» **ASSIGNMENT**
The entries below contain a stretch that opens with the line containing "adapter can drive." and closes with the line containing "platform (case-insensitive matching)."; set down that stretch exactly, both ends included, and nothing else.

» **Recorded data**
____

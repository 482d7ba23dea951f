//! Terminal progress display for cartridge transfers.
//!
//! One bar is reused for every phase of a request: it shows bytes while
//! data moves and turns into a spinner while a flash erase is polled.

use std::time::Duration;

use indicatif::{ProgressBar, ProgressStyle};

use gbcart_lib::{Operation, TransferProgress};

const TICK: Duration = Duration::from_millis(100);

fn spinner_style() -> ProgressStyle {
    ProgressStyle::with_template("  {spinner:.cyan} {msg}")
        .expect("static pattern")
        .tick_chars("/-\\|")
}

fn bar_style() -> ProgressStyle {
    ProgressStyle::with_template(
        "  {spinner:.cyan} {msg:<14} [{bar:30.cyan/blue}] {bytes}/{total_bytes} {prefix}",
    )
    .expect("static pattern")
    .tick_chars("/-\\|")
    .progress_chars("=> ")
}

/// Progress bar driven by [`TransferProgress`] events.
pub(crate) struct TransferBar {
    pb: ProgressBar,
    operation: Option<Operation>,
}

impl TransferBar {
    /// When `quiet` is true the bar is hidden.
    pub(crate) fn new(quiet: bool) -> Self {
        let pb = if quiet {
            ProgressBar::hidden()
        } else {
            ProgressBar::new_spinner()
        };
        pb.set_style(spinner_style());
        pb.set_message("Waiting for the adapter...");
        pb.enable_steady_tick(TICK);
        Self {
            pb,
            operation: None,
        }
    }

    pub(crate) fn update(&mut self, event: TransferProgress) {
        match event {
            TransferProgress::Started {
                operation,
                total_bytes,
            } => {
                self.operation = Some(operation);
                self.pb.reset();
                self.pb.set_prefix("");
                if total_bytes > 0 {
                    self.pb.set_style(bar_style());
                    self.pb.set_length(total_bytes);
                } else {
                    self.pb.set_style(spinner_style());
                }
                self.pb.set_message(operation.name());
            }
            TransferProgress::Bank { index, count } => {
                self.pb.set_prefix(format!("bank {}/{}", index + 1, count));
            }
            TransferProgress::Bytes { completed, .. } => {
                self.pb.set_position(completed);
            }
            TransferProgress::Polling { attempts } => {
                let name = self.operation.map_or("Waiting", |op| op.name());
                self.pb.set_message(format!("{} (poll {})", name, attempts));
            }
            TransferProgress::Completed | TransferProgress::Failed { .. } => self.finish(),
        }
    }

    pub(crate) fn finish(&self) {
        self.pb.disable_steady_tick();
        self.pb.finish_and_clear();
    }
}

____

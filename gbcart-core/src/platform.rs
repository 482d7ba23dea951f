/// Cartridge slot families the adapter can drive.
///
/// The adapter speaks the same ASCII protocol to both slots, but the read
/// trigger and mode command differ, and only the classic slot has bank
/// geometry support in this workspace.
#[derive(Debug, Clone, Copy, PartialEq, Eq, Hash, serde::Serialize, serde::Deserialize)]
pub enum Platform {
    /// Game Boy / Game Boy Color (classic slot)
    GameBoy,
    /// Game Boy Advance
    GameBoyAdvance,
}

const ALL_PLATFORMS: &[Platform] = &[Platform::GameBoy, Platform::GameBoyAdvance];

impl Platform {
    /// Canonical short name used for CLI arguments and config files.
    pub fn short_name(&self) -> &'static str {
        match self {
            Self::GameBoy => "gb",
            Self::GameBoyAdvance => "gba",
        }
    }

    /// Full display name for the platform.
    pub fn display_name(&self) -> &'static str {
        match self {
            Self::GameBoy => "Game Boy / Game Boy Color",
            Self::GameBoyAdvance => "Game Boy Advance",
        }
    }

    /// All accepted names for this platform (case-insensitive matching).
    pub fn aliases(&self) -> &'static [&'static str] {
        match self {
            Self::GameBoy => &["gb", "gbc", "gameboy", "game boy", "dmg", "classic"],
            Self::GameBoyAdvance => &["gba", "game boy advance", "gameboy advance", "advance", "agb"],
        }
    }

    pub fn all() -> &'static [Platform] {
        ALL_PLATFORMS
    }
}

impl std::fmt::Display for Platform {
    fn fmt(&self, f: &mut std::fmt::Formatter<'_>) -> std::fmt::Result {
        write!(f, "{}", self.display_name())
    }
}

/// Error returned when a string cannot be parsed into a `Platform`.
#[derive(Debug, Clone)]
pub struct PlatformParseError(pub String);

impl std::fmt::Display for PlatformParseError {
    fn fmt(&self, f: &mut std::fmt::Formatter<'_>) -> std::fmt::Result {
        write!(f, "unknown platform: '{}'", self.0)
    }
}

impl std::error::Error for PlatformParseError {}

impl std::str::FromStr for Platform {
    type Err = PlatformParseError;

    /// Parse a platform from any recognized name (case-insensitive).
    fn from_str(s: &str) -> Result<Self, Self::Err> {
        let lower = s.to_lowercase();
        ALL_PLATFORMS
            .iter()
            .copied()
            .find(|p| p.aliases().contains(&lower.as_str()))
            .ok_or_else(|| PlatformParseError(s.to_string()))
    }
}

____

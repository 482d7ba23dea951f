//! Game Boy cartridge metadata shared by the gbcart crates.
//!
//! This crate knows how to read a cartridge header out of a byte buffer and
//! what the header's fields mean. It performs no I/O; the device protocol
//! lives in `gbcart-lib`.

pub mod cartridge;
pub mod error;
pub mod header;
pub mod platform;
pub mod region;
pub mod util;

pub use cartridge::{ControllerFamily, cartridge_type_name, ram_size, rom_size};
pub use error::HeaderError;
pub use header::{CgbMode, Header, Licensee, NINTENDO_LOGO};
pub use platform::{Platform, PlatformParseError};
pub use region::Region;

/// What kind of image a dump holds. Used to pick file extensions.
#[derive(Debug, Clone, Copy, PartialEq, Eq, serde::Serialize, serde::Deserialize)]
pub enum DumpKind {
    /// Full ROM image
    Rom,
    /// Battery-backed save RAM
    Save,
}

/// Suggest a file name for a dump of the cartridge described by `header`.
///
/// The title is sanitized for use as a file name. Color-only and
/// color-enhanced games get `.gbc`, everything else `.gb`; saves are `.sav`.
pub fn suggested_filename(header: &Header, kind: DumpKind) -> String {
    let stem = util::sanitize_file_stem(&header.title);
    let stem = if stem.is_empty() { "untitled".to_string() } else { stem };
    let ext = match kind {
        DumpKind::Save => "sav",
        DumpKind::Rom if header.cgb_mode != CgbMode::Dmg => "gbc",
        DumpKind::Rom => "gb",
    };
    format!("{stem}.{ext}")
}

____

» **COMPLETED EXERCISE**
/// Cartridge slot families the adapter can drive.
///
/// The adapter speaks the same ASCII protocol to both slots, but the read
/// trigger and mode command differ, and only the classic slot has bank
/// geometry support in this workspace.
#[derive(Debug, Clone, Copy, PartialEq, Eq, Hash, serde::Serialize, serde::Deserialize)]
pub enum Platform {
    /// Game Boy / Game Boy Color (classic slot)
    GameBoy,
    /// Game Boy Advance
    GameBoyAdvance,
}

const ALL_PLATFORMS: &[Platform] = &[Platform::GameBoy, Platform::GameBoyAdvance];

impl Platform {
    /// Canonical short name used for CLI arguments and config files.
    pub fn short_name(&self) -> &'static str {
        match self {
            Self::GameBoy => "gb",
            Self::GameBoyAdvance => "gba",
        }
    }

    /// Full display name for the platform.
    pub fn display_name(&self) -> &'static str {
        match self {
            Self::GameBoy => "Game Boy / Game Boy Color",
            Self::GameBoyAdvance => "Game Boy Advance",
        }
    }

    /// All accepted names for this platform (case-insensitive matching).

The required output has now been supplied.